== YOUR OBJECTIVE ==
The answer should be an exact repeat of the stretch of material below from the line containing "Show the shopping list" through the line containing "pub async fn remove(store: &ClientStore, item: &str)".
-- RECORDS PROVIDED follows --
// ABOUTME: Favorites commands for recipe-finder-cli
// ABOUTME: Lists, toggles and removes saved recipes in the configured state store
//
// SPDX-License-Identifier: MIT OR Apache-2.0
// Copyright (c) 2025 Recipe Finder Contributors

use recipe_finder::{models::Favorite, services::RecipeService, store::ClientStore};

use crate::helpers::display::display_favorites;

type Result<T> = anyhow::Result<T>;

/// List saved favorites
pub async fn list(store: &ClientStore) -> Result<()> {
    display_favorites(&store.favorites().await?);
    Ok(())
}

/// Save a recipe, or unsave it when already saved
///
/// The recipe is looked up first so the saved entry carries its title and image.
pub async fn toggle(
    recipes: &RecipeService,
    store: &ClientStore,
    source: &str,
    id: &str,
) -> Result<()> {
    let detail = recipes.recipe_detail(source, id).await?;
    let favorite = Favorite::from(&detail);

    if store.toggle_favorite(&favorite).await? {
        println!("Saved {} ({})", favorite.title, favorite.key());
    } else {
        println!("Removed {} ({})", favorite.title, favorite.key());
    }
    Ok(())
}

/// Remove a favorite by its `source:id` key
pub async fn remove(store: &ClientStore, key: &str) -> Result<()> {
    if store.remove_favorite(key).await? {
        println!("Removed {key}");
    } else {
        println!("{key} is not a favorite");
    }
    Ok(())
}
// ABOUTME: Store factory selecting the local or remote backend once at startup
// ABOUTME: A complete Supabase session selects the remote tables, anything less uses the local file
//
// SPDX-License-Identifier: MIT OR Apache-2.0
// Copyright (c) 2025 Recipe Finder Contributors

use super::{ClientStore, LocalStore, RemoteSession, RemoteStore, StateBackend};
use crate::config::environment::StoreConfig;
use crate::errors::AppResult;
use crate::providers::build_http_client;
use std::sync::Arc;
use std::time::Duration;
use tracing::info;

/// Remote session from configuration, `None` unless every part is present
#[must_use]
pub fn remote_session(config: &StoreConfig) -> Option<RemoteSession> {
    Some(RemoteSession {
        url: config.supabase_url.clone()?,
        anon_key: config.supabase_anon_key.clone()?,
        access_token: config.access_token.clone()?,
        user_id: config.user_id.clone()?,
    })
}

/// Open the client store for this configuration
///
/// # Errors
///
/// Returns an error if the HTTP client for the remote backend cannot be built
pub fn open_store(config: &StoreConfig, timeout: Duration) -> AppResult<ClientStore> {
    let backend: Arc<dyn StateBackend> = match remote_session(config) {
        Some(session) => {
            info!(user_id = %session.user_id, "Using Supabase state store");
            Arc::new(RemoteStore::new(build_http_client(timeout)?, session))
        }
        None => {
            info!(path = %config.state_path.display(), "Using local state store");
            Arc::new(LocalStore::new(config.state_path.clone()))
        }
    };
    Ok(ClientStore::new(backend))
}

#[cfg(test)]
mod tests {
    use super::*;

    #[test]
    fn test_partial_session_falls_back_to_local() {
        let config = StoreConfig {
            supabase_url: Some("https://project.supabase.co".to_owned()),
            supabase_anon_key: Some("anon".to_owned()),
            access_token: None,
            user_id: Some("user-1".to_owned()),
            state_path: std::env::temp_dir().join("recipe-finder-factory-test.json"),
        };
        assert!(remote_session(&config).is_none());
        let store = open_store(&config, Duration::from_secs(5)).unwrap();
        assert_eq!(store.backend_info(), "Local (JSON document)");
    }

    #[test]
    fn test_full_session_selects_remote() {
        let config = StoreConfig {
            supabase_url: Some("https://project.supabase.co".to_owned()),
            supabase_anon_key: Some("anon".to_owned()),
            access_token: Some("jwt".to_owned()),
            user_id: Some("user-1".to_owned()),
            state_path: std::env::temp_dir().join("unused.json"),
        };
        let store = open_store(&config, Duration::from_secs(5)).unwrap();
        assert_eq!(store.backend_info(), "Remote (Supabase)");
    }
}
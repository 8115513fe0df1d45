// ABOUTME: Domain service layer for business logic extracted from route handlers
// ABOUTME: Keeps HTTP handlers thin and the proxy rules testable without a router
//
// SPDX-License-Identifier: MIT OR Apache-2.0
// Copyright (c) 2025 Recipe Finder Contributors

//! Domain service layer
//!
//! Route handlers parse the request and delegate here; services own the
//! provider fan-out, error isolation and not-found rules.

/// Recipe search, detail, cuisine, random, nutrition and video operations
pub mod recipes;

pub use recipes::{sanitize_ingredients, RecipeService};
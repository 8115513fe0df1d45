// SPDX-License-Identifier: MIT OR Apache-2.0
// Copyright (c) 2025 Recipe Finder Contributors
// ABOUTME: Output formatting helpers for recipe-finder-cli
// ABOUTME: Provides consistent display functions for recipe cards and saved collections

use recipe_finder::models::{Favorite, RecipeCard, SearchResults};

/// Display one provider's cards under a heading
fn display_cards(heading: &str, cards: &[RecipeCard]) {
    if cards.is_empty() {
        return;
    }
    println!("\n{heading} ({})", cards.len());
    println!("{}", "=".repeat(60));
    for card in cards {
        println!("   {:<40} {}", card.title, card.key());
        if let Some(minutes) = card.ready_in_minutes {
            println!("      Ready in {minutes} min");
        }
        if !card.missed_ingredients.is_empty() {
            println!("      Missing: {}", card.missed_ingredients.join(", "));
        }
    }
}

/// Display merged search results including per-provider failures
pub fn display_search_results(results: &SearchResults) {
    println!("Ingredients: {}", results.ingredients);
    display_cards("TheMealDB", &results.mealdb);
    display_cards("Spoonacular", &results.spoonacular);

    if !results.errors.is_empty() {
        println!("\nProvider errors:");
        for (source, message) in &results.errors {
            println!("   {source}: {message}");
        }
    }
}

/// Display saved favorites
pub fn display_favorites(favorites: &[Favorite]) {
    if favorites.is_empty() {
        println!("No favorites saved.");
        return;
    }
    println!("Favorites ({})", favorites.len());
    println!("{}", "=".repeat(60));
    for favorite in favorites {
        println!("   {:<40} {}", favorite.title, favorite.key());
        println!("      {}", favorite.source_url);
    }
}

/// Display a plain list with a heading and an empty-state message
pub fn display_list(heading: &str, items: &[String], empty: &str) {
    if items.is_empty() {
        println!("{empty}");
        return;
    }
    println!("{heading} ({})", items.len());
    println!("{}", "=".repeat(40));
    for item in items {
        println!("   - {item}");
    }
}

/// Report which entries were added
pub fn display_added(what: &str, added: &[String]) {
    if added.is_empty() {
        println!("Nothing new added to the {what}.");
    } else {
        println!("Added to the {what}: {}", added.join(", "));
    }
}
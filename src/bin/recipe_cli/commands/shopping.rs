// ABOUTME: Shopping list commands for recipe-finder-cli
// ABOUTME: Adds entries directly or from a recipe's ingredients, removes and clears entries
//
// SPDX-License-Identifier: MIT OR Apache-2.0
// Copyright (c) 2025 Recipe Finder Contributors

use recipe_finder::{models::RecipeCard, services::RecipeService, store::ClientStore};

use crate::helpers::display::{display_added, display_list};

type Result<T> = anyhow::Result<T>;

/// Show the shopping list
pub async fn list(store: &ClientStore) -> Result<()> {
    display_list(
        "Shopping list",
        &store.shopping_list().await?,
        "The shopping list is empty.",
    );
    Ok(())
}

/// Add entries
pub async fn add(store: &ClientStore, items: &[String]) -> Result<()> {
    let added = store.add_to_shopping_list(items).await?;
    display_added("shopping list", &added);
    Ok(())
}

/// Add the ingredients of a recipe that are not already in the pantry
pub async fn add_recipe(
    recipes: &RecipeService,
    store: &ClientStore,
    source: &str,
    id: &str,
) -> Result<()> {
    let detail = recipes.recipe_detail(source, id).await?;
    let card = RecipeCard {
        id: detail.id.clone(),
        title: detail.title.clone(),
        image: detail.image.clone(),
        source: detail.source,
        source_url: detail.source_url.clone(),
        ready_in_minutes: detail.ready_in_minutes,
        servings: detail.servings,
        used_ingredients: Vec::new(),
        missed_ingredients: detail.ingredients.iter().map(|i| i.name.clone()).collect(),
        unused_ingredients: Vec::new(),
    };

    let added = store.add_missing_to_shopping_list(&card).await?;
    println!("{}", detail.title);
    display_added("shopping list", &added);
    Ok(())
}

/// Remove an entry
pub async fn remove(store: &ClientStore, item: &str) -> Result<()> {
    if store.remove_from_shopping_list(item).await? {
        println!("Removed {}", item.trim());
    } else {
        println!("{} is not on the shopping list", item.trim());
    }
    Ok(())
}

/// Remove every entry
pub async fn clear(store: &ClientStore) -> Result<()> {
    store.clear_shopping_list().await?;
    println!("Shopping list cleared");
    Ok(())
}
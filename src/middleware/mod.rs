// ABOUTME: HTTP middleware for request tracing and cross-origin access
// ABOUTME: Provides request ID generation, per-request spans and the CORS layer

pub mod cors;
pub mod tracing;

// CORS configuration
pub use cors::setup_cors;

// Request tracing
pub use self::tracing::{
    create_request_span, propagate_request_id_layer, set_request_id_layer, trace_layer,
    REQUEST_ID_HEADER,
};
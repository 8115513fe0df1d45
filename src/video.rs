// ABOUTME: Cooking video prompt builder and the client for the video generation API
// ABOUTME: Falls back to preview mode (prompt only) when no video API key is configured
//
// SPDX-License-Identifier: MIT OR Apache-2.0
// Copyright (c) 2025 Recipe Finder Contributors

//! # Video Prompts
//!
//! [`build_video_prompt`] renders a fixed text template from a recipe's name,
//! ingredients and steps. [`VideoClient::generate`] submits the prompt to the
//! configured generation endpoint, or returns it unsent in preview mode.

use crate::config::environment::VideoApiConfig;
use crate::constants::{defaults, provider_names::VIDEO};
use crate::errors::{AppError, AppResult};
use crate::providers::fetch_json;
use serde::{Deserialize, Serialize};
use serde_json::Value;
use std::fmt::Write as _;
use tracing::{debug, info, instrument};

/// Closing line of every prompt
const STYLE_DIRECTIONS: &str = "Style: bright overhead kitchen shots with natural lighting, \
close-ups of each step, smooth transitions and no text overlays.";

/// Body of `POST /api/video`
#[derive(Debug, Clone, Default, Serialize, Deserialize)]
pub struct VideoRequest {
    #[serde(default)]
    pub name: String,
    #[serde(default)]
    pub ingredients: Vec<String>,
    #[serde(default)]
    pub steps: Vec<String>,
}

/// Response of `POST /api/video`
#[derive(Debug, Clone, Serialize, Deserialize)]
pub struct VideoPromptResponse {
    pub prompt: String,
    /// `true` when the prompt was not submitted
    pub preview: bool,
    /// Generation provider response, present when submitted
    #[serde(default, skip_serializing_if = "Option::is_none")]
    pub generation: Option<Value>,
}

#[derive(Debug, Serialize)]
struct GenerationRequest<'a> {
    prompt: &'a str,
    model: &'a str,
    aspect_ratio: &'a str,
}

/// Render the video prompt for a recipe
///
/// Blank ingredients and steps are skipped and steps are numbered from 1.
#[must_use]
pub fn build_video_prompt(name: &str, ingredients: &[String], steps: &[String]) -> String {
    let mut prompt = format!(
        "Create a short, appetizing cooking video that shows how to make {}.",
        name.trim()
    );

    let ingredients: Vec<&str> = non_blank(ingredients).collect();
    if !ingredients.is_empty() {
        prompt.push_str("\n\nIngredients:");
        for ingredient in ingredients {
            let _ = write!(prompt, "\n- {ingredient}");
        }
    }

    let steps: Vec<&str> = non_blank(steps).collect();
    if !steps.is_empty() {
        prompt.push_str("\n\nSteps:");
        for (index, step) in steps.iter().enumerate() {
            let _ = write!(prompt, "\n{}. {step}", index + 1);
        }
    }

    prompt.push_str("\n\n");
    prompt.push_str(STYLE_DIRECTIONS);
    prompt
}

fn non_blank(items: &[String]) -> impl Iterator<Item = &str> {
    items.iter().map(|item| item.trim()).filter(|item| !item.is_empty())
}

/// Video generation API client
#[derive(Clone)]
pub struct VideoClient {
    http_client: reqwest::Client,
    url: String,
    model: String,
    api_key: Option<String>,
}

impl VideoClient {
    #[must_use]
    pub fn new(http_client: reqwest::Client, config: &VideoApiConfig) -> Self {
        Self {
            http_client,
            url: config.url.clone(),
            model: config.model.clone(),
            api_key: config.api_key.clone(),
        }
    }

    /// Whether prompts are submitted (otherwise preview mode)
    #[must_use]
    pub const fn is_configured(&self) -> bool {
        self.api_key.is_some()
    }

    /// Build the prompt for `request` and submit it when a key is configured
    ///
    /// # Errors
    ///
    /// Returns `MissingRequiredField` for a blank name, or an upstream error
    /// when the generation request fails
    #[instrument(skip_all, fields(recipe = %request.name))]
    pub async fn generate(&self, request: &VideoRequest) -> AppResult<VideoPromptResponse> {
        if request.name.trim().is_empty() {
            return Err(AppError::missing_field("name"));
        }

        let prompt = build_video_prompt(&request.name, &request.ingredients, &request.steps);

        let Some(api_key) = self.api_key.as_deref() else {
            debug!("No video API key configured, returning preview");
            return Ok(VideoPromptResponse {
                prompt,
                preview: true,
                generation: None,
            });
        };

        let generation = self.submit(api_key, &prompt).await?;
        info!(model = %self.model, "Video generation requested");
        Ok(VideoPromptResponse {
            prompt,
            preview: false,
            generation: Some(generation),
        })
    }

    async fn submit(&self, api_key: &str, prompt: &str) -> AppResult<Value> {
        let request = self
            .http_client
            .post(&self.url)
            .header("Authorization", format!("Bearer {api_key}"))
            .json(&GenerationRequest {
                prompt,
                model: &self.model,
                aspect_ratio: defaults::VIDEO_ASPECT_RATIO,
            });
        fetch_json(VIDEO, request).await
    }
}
-- RECORDS PROVIDED concluded --
== FINAL ANSWER ==
/// Show the shopping list
pub async fn list(store: &ClientStore) -> Result<()> {
    display_list(
        "Shopping list",
        &store.shopping_list().await?,
        "The shopping list is empty.",
    );
    Ok(())
}

/// Add entries
pub async fn add(store: &ClientStore, items: &[String]) -> Result<()> {
    let added = store.add_to_shopping_list(items).await?;
    display_added("shopping list", &added);
    Ok(())
}

/// Add the ingredients of a recipe that are not already in the pantry
pub async fn add_recipe(
    recipes: &RecipeService,
    store: &ClientStore,
    source: &str,
    id: &str,
) -> Result<()> {
    let detail = recipes.recipe_detail(source, id).await?;
    let card = RecipeCard {
        id: detail.id.clone(),
        title: detail.title.clone(),
        image: detail.image.clone(),
        source: detail.source,
        source_url: detail.source_url.clone(),
        ready_in_minutes: detail.ready_in_minutes,
        servings: detail.servings,
        used_ingredients: Vec::new(),
        missed_ingredients: detail.ingredients.iter().map(|i| i.name.clone()).collect(),
        unused_ingredients: Vec::new(),
    };

    let added = store.add_missing_to_shopping_list(&card).await?;
    println!("{}", detail.title);
    display_added("shopping list", &added);
    Ok(())
}

/// Remove an entry
pub async fn remove(store: &ClientStore, item: &str) -> Result<()> {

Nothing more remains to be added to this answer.